CWM (Counterfactual World Modeling): A Framework for Unifying Machine Vision

In recent times, there has been significant progress in Natural Language Understanding and Natural Language Generation. The best example is the well-known ChatGPT developed by OpenAI, which has been in the headlines ever since its release. Though there has been incredible growth in the domain of Generative Artificial intelligence, the current large-scale AI algorithms still need to improve in achieving human-like visual scene understanding. Human beings can easily understand visual scenes, including recognizing objects, understanding spatial arrangements, predicting object movements, comprehending the interactions of objects with each other, etc., but such an understanding has yet to be achieved by AI.
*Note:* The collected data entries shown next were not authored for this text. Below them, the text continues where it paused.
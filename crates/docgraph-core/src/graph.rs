use std::collections::BTreeSet;

use async_trait::async_trait;
use serde::{Deserialize, Serialize};

use crate::chunk::{Chunk, ChunkRef};
use crate::error::Result;

/// Aggregate counts over everything the pipeline manages.
#[derive(Debug, Clone, Copy, Default, PartialEq, Eq, Serialize, Deserialize)]
pub struct GraphStatistics {
    pub total_nodes: u64,
    pub total_relationships: u64,
    pub num_entities: u64,
    pub num_chunks: u64,
}

impl GraphStatistics {
    pub fn is_empty(&self) -> bool {
        self.total_nodes == 0 && self.total_relationships == 0
    }
}

/// Property-graph backend. Every write is "ensure existence", never "add",
/// so any call may be retried after a failure without duplicating state.
#[async_trait]
pub trait GraphStore: Send + Sync {
    /// Short backend name used in logs and health output.
    fn backend(&self) -> &'static str;

    /// Create whatever constraints/indexes the backend needs for merges to
    /// be serialized per key. Safe to call repeatedly.
    async fn ensure_schema(&self) -> Result<()>;

    /// Create the chunk node or overwrite the text of the existing one.
    /// Incoming MENTIONS edges of an existing chunk are removed in the same
    /// write; the caller re-ensures the mentions of the new text.
    async fn ensure_chunk(&self, chunk: &Chunk) -> Result<ChunkRef>;

    /// Merge the entity node keyed by `name`.
    async fn ensure_entity(&self, name: &str) -> Result<()>;

    /// Merge the `Entity -[:MENTIONS]-> Chunk` edge. Both endpoints must exist.
    async fn ensure_mention(&self, entity_name: &str, chunk: &ChunkRef) -> Result<()>;

    /// Write a chunk together with its entities and MENTIONS edges as one
    /// unit: the chunk text is set, its previous mentions are replaced by
    /// `entities`, and every entity is merged. On error nothing of this call
    /// is visible and the previous version of the chunk stays intact.
    async fn write_chunk(&self, chunk: &Chunk, entities: &BTreeSet<String>) -> Result<ChunkRef>;

    /// Detach-delete chunks of `document_id` whose index is `>= keep`.
    /// Returns the number of chunks removed.
    async fn prune_chunks(&self, document_id: &str, keep: u64) -> Result<u64>;

    /// Delete every node and relationship the pipeline manages.
    async fn clear_all(&self) -> Result<()>;

    async fn statistics(&self) -> Result<GraphStatistics>;
}
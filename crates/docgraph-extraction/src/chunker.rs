use docgraph_core::config::validate_chunking;
use docgraph_core::error::Result;

/// Boundary snapping only looks at the last `chunk_size / SNAP_WINDOW_DIVISOR`
/// characters of a window.
const SNAP_WINDOW_DIVISOR: usize = 5;

/// Splits text into overlapping, bounded windows measured in characters.
///
/// Each window holds at most `chunk_size` characters. When a window would cut
/// through a word, its end is pulled back to the nearest paragraph, sentence
/// or word boundary inside the snap window; if there is none, the cut is hard.
/// The next window always starts `chunk_overlap` characters before the end of
/// the previous one, so adjacent chunks share exactly `chunk_overlap`
/// characters.
#[derive(Debug, Clone, Copy)]
pub struct Chunker {
    chunk_size: usize,
    chunk_overlap: usize,
}

#[derive(Debug, Clone, Copy, PartialEq, Eq)]
enum Boundary {
    Paragraph,
    Sentence,
    Word,
}

impl Chunker {
    pub fn new(chunk_size: usize, chunk_overlap: usize) -> Result<Self> {
        validate_chunking(chunk_size, chunk_overlap)?;
        Ok(Self {
            chunk_size,
            chunk_overlap,
        })
    }

    pub fn chunk_size(&self) -> usize {
        self.chunk_size
    }

    pub fn chunk_overlap(&self) -> usize {
        self.chunk_overlap
    }

    pub fn split<'a>(&self, text: &'a str) -> Vec<&'a str> {
        let chars: Vec<char> = text.chars().collect();
        let n = chars.len();
        if n == 0 {
            return Vec::new();
        }

        // Byte offset of every char position, plus one past the end.
        let offsets: Vec<usize> = text
            .char_indices()
            .map(|(i, _)| i)
            .chain(std::iter::once(text.len()))
            .collect();

        let mut chunks = Vec::with_capacity(n / (self.chunk_size - self.chunk_overlap) + 1);
        let mut start = 0;

        loop {
            let hard_end = (start + self.chunk_size).min(n);
            let end = if hard_end == n {
                n
            } else {
                self.snap_end(&chars, start, hard_end)
            };

            chunks.push(&text[offsets[start]..offsets[end]]);

            if end == n {
                break;
            }
            start = end - self.chunk_overlap;
        }

        tracing::trace!(
            chars = n,
            chunks = chunks.len(),
            chunk_size = self.chunk_size,
            chunk_overlap = self.chunk_overlap,
            "Split text"
        );

        chunks
    }

    /// Pick where the window `[start, hard_end)` should end. Never returns a
    /// position that would stop the cursor from advancing.
    fn snap_end(&self, chars: &[char], start: usize, hard_end: usize) -> usize {
        let window = (self.chunk_size / SNAP_WINDOW_DIVISOR).max(1);
        let floor = (start + self.chunk_overlap + 1).max(hard_end.saturating_sub(window));
        if floor > hard_end {
            return hard_end;
        }

        for kind in [Boundary::Paragraph, Boundary::Sentence, Boundary::Word] {
            if let Some(p) = (floor..=hard_end).rev().find(|&p| is_boundary(chars, start, p, kind)) {
                return p;
            }
        }

        hard_end
    }
}

/// Whether a chunk ending just before `chars[p]` ends on a boundary of `kind`.
fn is_boundary(chars: &[char], start: usize, p: usize, kind: Boundary) -> bool {
    if p <= start || p >= chars.len() {
        return false;
    }
    let prev = chars[p - 1];
    match kind {
        Boundary::Paragraph => prev == '\n' && p >= start + 2 && chars[p - 2] == '\n',
        Boundary::Sentence => {
            prev == '\n'
                || (prev.is_whitespace() && p >= start + 2 && matches!(chars[p - 2], '.' | '!' | '?'))
        }
        Boundary::Word => prev.is_whitespace() || chars[p].is_whitespace(),
    }
}
use serde::{Deserialize, Serialize};

use crate::graph::GraphStatistics;

// --- Health ---

#[derive(Debug, Serialize, Deserialize)]
pub struct HealthResponse {
    pub status: String,
    pub version: String,
    pub backend: String,
    pub store_connected: bool,
    pub statistics: GraphStatistics,
}

// --- Documents ---

#[derive(Debug, Clone, Serialize, Deserialize)]
pub struct IngestRequest {
    pub document_id: String,
    pub text: String,
    /// Falls back to the server's configured chunk size.
    #[serde(default)]
    pub chunk_size: Option<usize>,
    #[serde(default)]
    pub chunk_overlap: Option<usize>,
}

// --- Graph ---

#[derive(Debug, Serialize, Deserialize)]
pub struct ClearResponse {
    pub cleared: bool,
    pub statistics: GraphStatistics,
}

#[derive(Debug, Serialize, Deserialize)]
pub struct ErrorResponse {
    pub error: String,
}

#[cfg(test)]
mod tests {
    use super::*;

    #[test]
    fn test_ingest_request_optional_params() {
        let req: IngestRequest =
            serde_json::from_str(r#"{"document_id": "doc-1", "text": "Alice met Bob."}"#).unwrap();
        assert_eq!(req.document_id, "doc-1");
        assert!(req.chunk_size.is_none());
        assert!(req.chunk_overlap.is_none());

        let req: IngestRequest = serde_json::from_str(
            r#"{"document_id": "doc-1", "text": "", "chunk_size": 400, "chunk_overlap": 50}"#,
        )
        .unwrap();
        assert_eq!(req.chunk_size, Some(400));
        assert_eq!(req.chunk_overlap, Some(50));
    }
}
pub mod documents;
pub mod graph;
pub mod health;
pub mod api_types;
pub mod chunk;
pub mod config;
pub mod error;
pub mod extraction;
pub mod graph;
pub mod ingest;

pub use chunk::{Chunk, ChunkRef};
pub use config::{AppConfig, GraphBackend, IngestConfig};
pub use error::{DocGraphError, Result};
pub use extraction::EntityExtractor;
pub use graph::{GraphStatistics, GraphStore};
pub use ingest::{ChunkFailure, IngestionOutcome, IngestionSummary};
An approach that has been effective in overcoming such challenges is the use of the foundation model. A foundation model consists of two key components: a pretrained model, typically a large neural network, trained to solve a masked token prediction task on a large real-world dataset, and a generic task interface that can translate any task within a wide domain into an input for the pretrained model. Foundation models are being greatly used in NLP-related tasks, but their application in vision is challenging due to issues with masked prediction and the inability to obtain intermediate computations in computer vision through a single-vision model interface.

In order to address these challenges, a team of researchers has proposed CWM (Counterfactual World Modeling) approach, which is a framework for constructing a visual foundation model. With the aim of developing an unsupervised network that can perform various visual computations when prompted, the team has come up with CWM for unifying machine vision.

CWM comprises two key components. The first one is structured masking, which is an extension of the masked prediction methods used in Large Language Models. In structured masking, the prediction model is encouraged to capture the low-dimensional structure in the visual data. As a result, the model can factorize a scene’s crucial physical elements and reveal them via a minimal collection of visual tokens. The model learns to encode significant information about the underlying structure of the visual scenes by constructing the masks.

The second component is counterfactual prompting. A number of different visual representations can be computed in a zero-shot manner by comparing the model’s output on real inputs with slightly modified counterfactual inputs. Core visual notions can be derived by simply perturbing the inputs and examining the changes in the model’s responses. With this counterfactual method, different visual computations can be derived without the need for explicit supervision or task-specific designs.

The authors have mentioned that CWM has shown great capabilities in generating high-quality outputs for various tasks using real-world images and videos. These tasks include the estimation of key points (specific points such as corners or edges in an image used for object recognition), optical flow (pattern of apparent motion in an image sequence), occlusions (when one object partially or fully obstructs another object in a visual scene), object segments (dividing an image into meaningful regions corresponding to individual objects), and relative depth (the depth ordering of objects in a visual scene). In conclusion, CWM seems like a promising approach that would be able to unify the diverse strands of machine vision.